Александр Колотурский возглавил Свердловскую филармонию в 1989 году. Тогда он строил ее с нуля, и, по его словам, это было намного проще, чем «выжить» во время пандемии (как филармония пережила карантин, Александр Николаевич ранее рассказывал в интервью).
В этот раз мы поговорили с ним о том, как филармония готовит новых зрителей, как отмена русской культуры за рубежом отразилась на работе артистов, об изменениях в проекте нового зала, который уральцы ждут больше пяти лет, и о многом другом.
«Вы думаете, что я возьму автомат, приду к вам и скажу: "Так, в зал!"»
— Александр Николаевич, в прошлом разговоре вы упомянули о том, что после пандемии ушла ваша основная аудитория. Например, мне 21 год. Как вы меня затащите в филармонию?
— Никак, а зачем? Вы думаете, что я возьму автомат, приду к вам и скажу: «Так, в зал!» Это шутка, конечно. Мы занимаемся академическим искусством, одним из самых сложных для восприятия, но необходимым для духовного и интеллектуального развития, поэтому, чтобы вы пришли в наш зал, потребность в нем нужно начинать воспитывать с раннего возраста.
— И что именно вы можете предложить молодежи?
— Для молодежи у нас много форматов. Например, проект «Открытая филармония». Он направлен на воспитание будущего слушателя концертного зала. Мы знакомим его с лучшими классическими произведениями и медленно погружаем в искусство. Следующий шаг — работа со старшеклассниками. Для них совместно с администрацией города мы проводим «Филармонические уроки» — шестичасовое погружение в жизнь филармонии, знакомство с инструментами, экскурсии. Следующая точка касания с молодой аудиторией — высшие учебные заведения. В апреле у нас начнется «Вузовская неделя».
Как показывает опыт, потребность в академической музыке возникает в возрасте старше сорока лет. И наша задача — обеспечить как можно больше возможностей для знакомства с ней, в том числе через лекции, экскурсии и абонементы, сформированные специально для молодежи.
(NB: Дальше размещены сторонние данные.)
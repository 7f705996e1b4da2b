//! Seed selection and the initial heat vector.
//!
//! Total initial heat is always normalised to `1.0`, so heat scales stay
//! comparable between runs with different seed counts.

use std::collections::HashMap;

use tracing::debug;
use uuid::Uuid;

use netheat_graph::{AttributeValue, DiffusionGraph};

use crate::error::HeatDiffusionError;
use crate::laplacian::{ordered_sum, NodeIndex};

/// Where the initial heat comes from.
#[derive(Debug, Clone, PartialEq)]
pub enum Seeds {
    /// Explicit node ids; every distinct seed gets equal mass.
    Ids(Vec<Uuid>),
    /// Read relative heat from the named node attribute.
    Attribute(String),
    /// Read relative heat from the configured input attribute.
    FromConfig,
}

impl From<Vec<Uuid>> for Seeds {
    fn from(ids: Vec<Uuid>) -> Self {
        Self::Ids(ids)
    }
}

/// Seeds addressed by node name, for [`add_seed_nodes_by_node_name`].
#[derive(Debug, Clone, PartialEq)]
pub enum SeedNames {
    /// Each named node is marked with `1.0`.
    List(Vec<String>),
    /// Each named node is marked with its own value.
    Weighted(Vec<(String, f64)>),
}

// ─────────────────────────────────────────────
// SeedVector
// ─────────────────────────────────────────────

/// Initial heat `H0`, index-aligned to a [`NodeIndex`].
#[derive(Debug, Clone, PartialEq)]
pub struct SeedVector {
    pub heat: Vec<f64>,
    /// Indices with strictly positive heat, ascending.
    pub seed_indices: Vec<usize>,
}

impl SeedVector {
    /// Unit mass spread evenly over `ids`. Duplicates count once.
    pub fn from_ids(index: &NodeIndex, ids: &[Uuid]) -> Result<Self, HeatDiffusionError> {
        if ids.is_empty() {
            return Err(HeatDiffusionError::EmptySeeds);
        }

        let mut seed_indices = Vec::with_capacity(ids.len());
        for id in ids {
            let i = index.get_idx(id).ok_or(HeatDiffusionError::UnknownSeed(*id))?;
            seed_indices.push(i);
        }
        seed_indices.sort_unstable();
        seed_indices.dedup();

        let mass = 1.0 / seed_indices.len() as f64;
        let mut heat = vec![0.0f64; index.len()];
        for &i in &seed_indices {
            heat[i] = mass;
        }

        debug!(seeds = seed_indices.len(), "seed vector built from ids");
        Ok(Self { heat, seed_indices })
    }

    /// Relative heat read from node attribute `name`, normalised to sum 1.
    ///
    /// Nodes without the attribute start cold. Values are scaled by their
    /// maximum before summing, so any finite input normalises without
    /// overflow. Fails when no node carries the attribute, when a value is
    /// not a finite non-negative number, or when every value is zero.
    pub fn from_attribute<G: DiffusionGraph + ?Sized>(
        graph: &G,
        index: &NodeIndex,
        name: &str,
    ) -> Result<Self, HeatDiffusionError> {
        let mut heat = vec![0.0f64; index.len()];
        let mut found = false;

        for (i, id) in index.idx_to_id.iter().enumerate() {
            let Some(value) = graph.node_attribute(id, name) else { continue };
            found = true;
            let v = value.as_f64().ok_or_else(|| HeatDiffusionError::InvalidSeedValue {
                node: *id,
                reason: format!("{} value is not numeric", value.type_name()),
            })?;
            if !v.is_finite() || v < 0.0 {
                return Err(HeatDiffusionError::InvalidSeedValue {
                    node: *id,
                    reason: format!("heat must be finite and >= 0, got {v}"),
                });
            }
            heat[i] = v;
        }

        if !found {
            return Err(HeatDiffusionError::NoInputHeat(name.to_string()));
        }

        let max = heat.iter().copied().fold(0.0, f64::max);
        if max <= 0.0 {
            return Err(HeatDiffusionError::EmptySeeds);
        }
        heat.iter_mut().for_each(|v| *v /= max);
        // in [1, n] after scaling
        let total = ordered_sum(&mut heat.clone());
        heat.iter_mut().for_each(|v| *v /= total);

        let seed_indices: Vec<usize> = heat
            .iter()
            .enumerate()
            .filter(|(_, &h)| h > 0.0)
            .map(|(i, _)| i)
            .collect();
        if seed_indices.is_empty() {
            return Err(HeatDiffusionError::EmptySeeds);
        }

        debug!(seeds = seed_indices.len(), attribute = name, "seed vector built from attribute");
        Ok(Self { heat, seed_indices })
    }

    pub fn total(&self) -> f64 {
        self.heat.iter().sum()
    }
}

// ─────────────────────────────────────────────
// Name helpers
// ─────────────────────────────────────────────

/// Every node id carrying each name, in native node order.
fn name_lookup<G: DiffusionGraph + ?Sized>(graph: &G) -> HashMap<String, Vec<Uuid>> {
    let mut by_name: HashMap<String, Vec<Uuid>> = HashMap::new();
    for id in graph.node_ids() {
        if let Some(name) = graph.node_name(&id) {
            by_name.entry(name.to_string()).or_default().push(id);
        }
    }
    by_name
}

/// Resolve human-readable node names to ids.
///
/// A name shared by several nodes yields all of them, in native order.
pub fn resolve_seed_names<G, S>(graph: &G, names: &[S]) -> Result<Vec<Uuid>, HeatDiffusionError>
where
    G: DiffusionGraph + ?Sized,
    S: AsRef<str>,
{
    let by_name = name_lookup(graph);
    let mut ids = Vec::with_capacity(names.len());
    for n in names {
        let matches = by_name
            .get(n.as_ref())
            .ok_or_else(|| HeatDiffusionError::UnknownNodeName(n.as_ref().to_string()))?;
        ids.extend_from_slice(matches);
    }
    Ok(ids)
}

/// Mark named nodes as seeds by writing `attribute` on them.
///
/// Every node whose name matches is marked. Every name is resolved before
/// anything is written. Returns the number of nodes marked.
pub fn add_seed_nodes_by_node_name<G: DiffusionGraph + ?Sized>(
    graph: &mut G,
    seeds: &SeedNames,
    attribute: &str,
) -> Result<usize, HeatDiffusionError> {
    let marks: Vec<(String, f64)> = match seeds {
        SeedNames::List(names) => names.iter().map(|n| (n.clone(), 1.0)).collect(),
        SeedNames::Weighted(pairs) => pairs.clone(),
    };

    let by_name = name_lookup(&*graph);
    let mut resolved = Vec::with_capacity(marks.len());
    for (name, value) in marks {
        let ids = by_name
            .get(&name)
            .ok_or(HeatDiffusionError::UnknownNodeName(name))?;
        resolved.extend(ids.iter().map(|&id| (id, value)));
    }

    for (id, value) in &resolved {
        graph.set_node_attribute(id, attribute, AttributeValue::Double(*value))?;
    }
    debug!(nodes = resolved.len(), attribute, "seed nodes marked by name");
    Ok(resolved.len())
}

// ─────────────────────────────────────────────
// Tests
// ─────────────────────────────────────────────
Главное — системность в работе, которая поможет сформировать потребность в классическом искусстве.
— Насколько это успешно?
— Результаты проекта «Открытая филармония» нас очень радуют. Школьники приходят к нам группами, индивидуально, по «Пушкинской карте». Больше трех тысяч [школьников] посетят филармонические уроки в этом сезоне. Мы даем возможность работать над собой.
— Раньше в афише постоянно были зарубежные артисты. Чем вы сейчас удивляете жителей Урала?
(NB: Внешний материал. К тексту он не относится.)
//! Graph adapter: node indexing and the random-walk diffusion operator.
//!
//! ## Operator
//!
//! ```text
//! L = I − P        P = A · D⁻¹
//! ```
//!
//! `A[i][j]` is the summed weight of edges `j → i` and `D` the diagonal of
//! outgoing weights `d_j = Σ_i A[i][j]`. Column `j` of `P` therefore spreads
//! the heat held by `j` over its neighbours in proportion to edge weight, and
//! sums to exactly 1. A node with `d_j = 0` keeps its heat (`P[j][j] = 1`).
//!
//! | Property                    | Consequence for `exp(−tL)`             |
//! |-----------------------------|----------------------------------------|
//! | `P ≥ 0` elementwise         | heat stays non-negative                |
//! | columns of `P` sum to 1     | total heat is conserved                |
//! | no path from a seed         | node stays at exactly 0                |
//!
//! ## Summation order
//!
//! Every sum over a node's neighbourhood (outgoing weight, merged multi-edges,
//! incoming heat) runs over its terms in ascending value order. Nodes related
//! by a symmetry of the graph therefore hold bit-identical heat whatever order
//! the graph lists its nodes and edges in, and exact ties survive to ranking.

use std::collections::HashMap;

use tracing::debug;
use uuid::Uuid;

use netheat_graph::DiffusionGraph;

use crate::error::HeatDiffusionError;
//! Seeded heat diffusion: orchestration and result write-back.
//!
//! ## Pipeline
//!
//! ```text
//! Validate → Operator → Seeds → Solve → Rank → Write
//! ```
//!
//! All numeric work finishes before the first attribute is written, so a
//! failed run leaves the graph exactly as it was.
//!
//! ## Quick start
//!
//! ```rust,ignore
//! let hd = HeatDiffusion::default();
//! hd.add_seed_nodes_by_node_name(&mut net, &SeedNames::List(vec!["E".into(), "M".into()]))?;
//! hd.run_diffusion(Some(&mut net), &Seeds::FromConfig)?;
//!
//! let rank = net.node_attribute(&id, "diffusion_output_rank");
//! ```

use std::time::Instant;

use tracing::{debug, info, warn};
use uuid::Uuid;

use netheat_graph::{AttributeValue, DiffusionGraph, GraphError};

use crate::config::DiffusionConfig;
use crate::error::HeatDiffusionError;
use crate::kernel::{apply_heat_kernel, KernelParams};
use crate::laplacian::{NodeIndex, TransitionOperator};
use crate::rank::{assign_ranks, RankPolicy};
use crate::seeds::{self, SeedNames, SeedVector, Seeds};

// ─────────────────────────────────────────────
// DiffusionResult
// ─────────────────────────────────────────────

/// Heat and rank per node, index-aligned with `index`.
#[derive(Debug, Clone, PartialEq)]
pub struct DiffusionResult {
    /// Node ids in the graph's native order, with the reverse lookup.
    pub index:       NodeIndex,
    pub heat:        Vec<f64>,
    pub ranks:       Vec<u32>,
    pub policy:      RankPolicy,
    /// Series terms evaluated across all sub-steps.
    pub iterations:  usize,
    pub sub_steps:   usize,
    pub duration_ms: u64,
}

impl DiffusionResult {
    pub fn node_ids(&self) -> &[Uuid] {
        &self.index.idx_to_id
    }

    pub fn heat_of(&self, id: &Uuid) -> Option<f64> {
        self.index.get_idx(id).and_then(|i| self.heat.get(i).copied())
    }

    pub fn rank_of(&self, id: &Uuid) -> Option<u32> {
        self.index.get_idx(id).and_then(|i| self.ranks.get(i).copied())
    }

    pub fn total_heat(&self) -> f64 {
        self.heat.iter().sum()
    }

    /// The `k` hottest nodes as `(id, heat, rank)`, by rank then native order.
    pub fn top_k(&self, k: usize) -> Vec<(Uuid, f64, u32)> {
        let ids = self.node_ids();
        let mut order: Vec<usize> = (0..ids.len()).collect();
        order.sort_by_key(|&i| self.ranks[i]);
        order
            .into_iter()
            .take(k)
            .map(|i| (ids[i], self.heat[i], self.ranks[i]))
            .collect()
    }
}

// ─────────────────────────────────────────────
// HeatDiffusion
// ─────────────────────────────────────────────

/// Heat diffusion engine.
///
/// Holds only its configuration; every call rebuilds the index and operator
/// from the graph it is given.
#[derive(Debug, Clone, Default)]
pub struct HeatDiffusion {
    pub config: DiffusionConfig,
}

impl HeatDiffusion {
    pub fn new(config: DiffusionConfig) -> Self {
        Self { config }
    }

    /// Engine configured from `NETHEAT_*` environment variables.
    pub fn from_env() -> Self {
        Self::new(DiffusionConfig::from_env())
    }

    fn kernel_params(&self) -> KernelParams {
        KernelParams {
            time:           self.config.time,
            tolerance:      self.config.tolerance,
            max_iterations: self.config.max_iterations,
            max_step:       self.config.max_step,
        }
    }

    /// Run the pipeline up to ranking without touching the graph.
    pub fn diffuse<G: DiffusionGraph + ?Sized>(
        &self,
        graph: &G,
        seeds: &Seeds,
    ) -> Result<DiffusionResult, HeatDiffusionError> {
        let start = Instant::now();
        self.config.validate()?;

        let op = TransitionOperator::build(graph)?;

        let seed_vec = match seeds {
            Seeds::Ids(ids) => SeedVector::from_ids(&op.index, ids)?,
            Seeds::Attribute(name) => SeedVector::from_attribute(graph, &op.index, name)?,
            Seeds::FromConfig => {
                SeedVector::from_attribute(graph, &op.index, &self.config.input_attribute)?
            }
        };
        for &i in &seed_vec.seed_indices {
            if op.is_dangling(i) {
                warn!(node = %op.index.idx_to_id[i], "seed has no outgoing edges; its heat stays put");
            }
        }

        let outcome = apply_heat_kernel(&op, &seed_vec.heat, &self.kernel_params())?;

        let policy = RankPolicy::from_correct_rank(self.config.correct_rank);
        let ranks = assign_ranks(&outcome.heat, policy);

        let result = DiffusionResult {
            index:       op.index,
            heat:        outcome.heat,
            ranks,
            policy,
            iterations:  outcome.iterations,
            sub_steps:   outcome.sub_steps,
            duration_ms: start.elapsed().as_millis() as u64,
        };

        info!(
            nodes = op.n,
            edges = op.edge_count,
            seeds = seed_vec.seed_indices.len(),
            iterations = result.iterations,
            duration_ms = result.duration_ms,
            "heat diffusion complete"
        );
        Ok(result)
    }

    /// Run diffusion and annotate every node of `graph` with
    /// `<prefix>_heat` (double) and `<prefix>_rank` (integer).
    ///
    /// Returns the graph that was passed in.
    pub fn run_diffusion<'g, G: DiffusionGraph + ?Sized>(
        &self,
        graph: Option<&'g mut G>,
        seeds: &Seeds,
    ) -> Result<&'g mut G, HeatDiffusionError> {
        let graph = graph.ok_or(HeatDiffusionError::MissingGraph)?;
        let result = self.diffuse(&*graph, seeds)?;
        self.write_result(&mut *graph, &result)?;
        Ok(graph)
    }

    /// Write heat and rank attributes from `result` onto `graph`.
    ///
    /// Lengths and node membership are checked before the first write.
    pub fn write_result<G: DiffusionGraph + ?Sized>(
        &self,
        graph: &mut G,
        result: &DiffusionResult,
    ) -> Result<(), HeatDiffusionError> {
        let n = result.node_ids().len();
        if result.heat.len() != n || result.ranks.len() != n {
            return Err(HeatDiffusionError::LengthMismatch {
                nodes: n,
                heat:  result.heat.len(),
                ranks: result.ranks.len(),
            });
        }
        let present: std::collections::HashSet<Uuid> = graph.node_ids().into_iter().collect();
        if let Some(missing) = result.node_ids().iter().find(|id| !present.contains(*id)) {
            return Err(GraphError::NodeNotFound(*missing).into());
        }

        let heat_attr = self.config.heat_attribute();
        let rank_attr = self.config.rank_attribute();
        for ((id, &h), &r) in result.node_ids().iter().zip(&result.heat).zip(&result.ranks) {
            graph.set_node_attribute(id, &heat_attr, AttributeValue::Double(h))?;
            graph.set_node_attribute(id, &rank_attr, AttributeValue::Integer(i64::from(r)))?;
        }
        debug!(nodes = n, heat = %heat_attr, rank = %rank_attr, "diffusion attributes written");
        Ok(())
    }

    /// Mark named nodes as seeds in the configured input attribute.
    pub fn add_seed_nodes_by_node_name<G: DiffusionGraph + ?Sized>(
        &self,
        graph: &mut G,
        names: &SeedNames,
    ) -> Result<usize, HeatDiffusionError> {
        seeds::add_seed_nodes_by_node_name(graph, names, &self.config.input_attribute)
    }
}

// ─────────────────────────────────────────────
// Tests
// ─────────────────────────────────────────────
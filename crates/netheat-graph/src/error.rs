use thiserror::Error;

#[derive(Debug, Error)]
pub enum GraphError {
    #[error("node not found: {0}")]
    NodeNotFound(uuid::Uuid),

    #[error("duplicate node id: {0}")]
    DuplicateNode(uuid::Uuid),
}
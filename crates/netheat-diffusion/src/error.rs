//! Error type for the diffusion engine.

use thiserror::Error;
use uuid::Uuid;

use netheat_graph::GraphError;

/// The single error kind raised by the diffusion engine.
///
/// Every failure is terminal for the call that raised it; nothing is written
/// to the graph once an error has been produced.
#[derive(Debug, Error)]
pub enum HeatDiffusionError {
    #[error("input network cannot be None")]
    MissingGraph,

    #[error("network has no nodes")]
    NoNodes,

    #[error("network has no edges")]
    NoEdges,

    #[error("seed set is empty")]
    EmptySeeds,

    #[error("seed node {0} is not in the network")]
    UnknownSeed(Uuid),

    #[error("no node named {0:?} in the network")]
    UnknownNodeName(String),

    #[error("no input heat found in attribute {0:?}")]
    NoInputHeat(String),

    #[error("invalid seed value on node {node}: {reason}")]
    InvalidSeedValue { node: Uuid, reason: String },

    #[error("edge {from} -> {to} references a node outside the network")]
    DanglingEdge { from: Uuid, to: Uuid },

    #[error("edge {from} -> {to} has invalid weight {weight}")]
    InvalidWeight { from: Uuid, to: Uuid, weight: f64 },

    #[error("invalid parameter: {0}")]
    InvalidParameter(String),

    #[error("diffusion did not converge within {max_iterations} iterations (residual {residual:.3e})")]
    NonConvergence { max_iterations: usize, residual: f64 },

    #[error("numerical failure: {0}")]
    Numerical(String),

    #[error("length mismatch: {nodes} nodes, {heat} heat values, {ranks} ranks")]
    LengthMismatch { nodes: usize, heat: usize, ranks: usize },

    #[error("graph error: {0}")]
    Graph(#[from] GraphError),
}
— Всё познается в сравнении. Обычно в сезоне у нас было до 90 гастролирующих музыкантов, из них 20–30% — иностранные. Сейчас их нет. Ну и что? Что-то мы потеряли, но вместе с тем что-то нашли. Для наших молодых российских исполнителей открылись новые возможности. Мы работали в европейском концертном пространстве, а сейчас работаем в российском, в лучших концертных залах страны.
«Наши слушатели получили больше возможностей познакомиться с российскими звездами»
Иностранные артисты всегда удивлялись нашей публике. У нас другая аура. Господин Спиваков (Владимир Спиваков — советский и российский дирижер, скрипач. — Прим. ред.) после выступления сказал, что не мог уснуть всю ночь после концерта — почувствовал зал. Наши слушатели замечательные, поэтому и зарубежные, и российские артисты любят сюда приезжать.
«Санкции больше вреда наносят тем, кто их вводит»
— А что вы думаете по поводу отмены русской культуры?
— Это же русофобство и моментальная недальновидность. Санкции больше вреда наносят тем, кто их вводит — не нам. Не будут слушать русскую музыку те, кто ее отменяет, но мы-то будем. Кто в этом случае проиграет? Мы потеряли возможность выступать за рубежом, продвигать российскую культуру перед зарубежным слушателем, но я не могу сказать, что мы финансово потеряли. Любые гастроли за рубежом — это не заработки.
— Тогда для чего они? Чтобы показать себя?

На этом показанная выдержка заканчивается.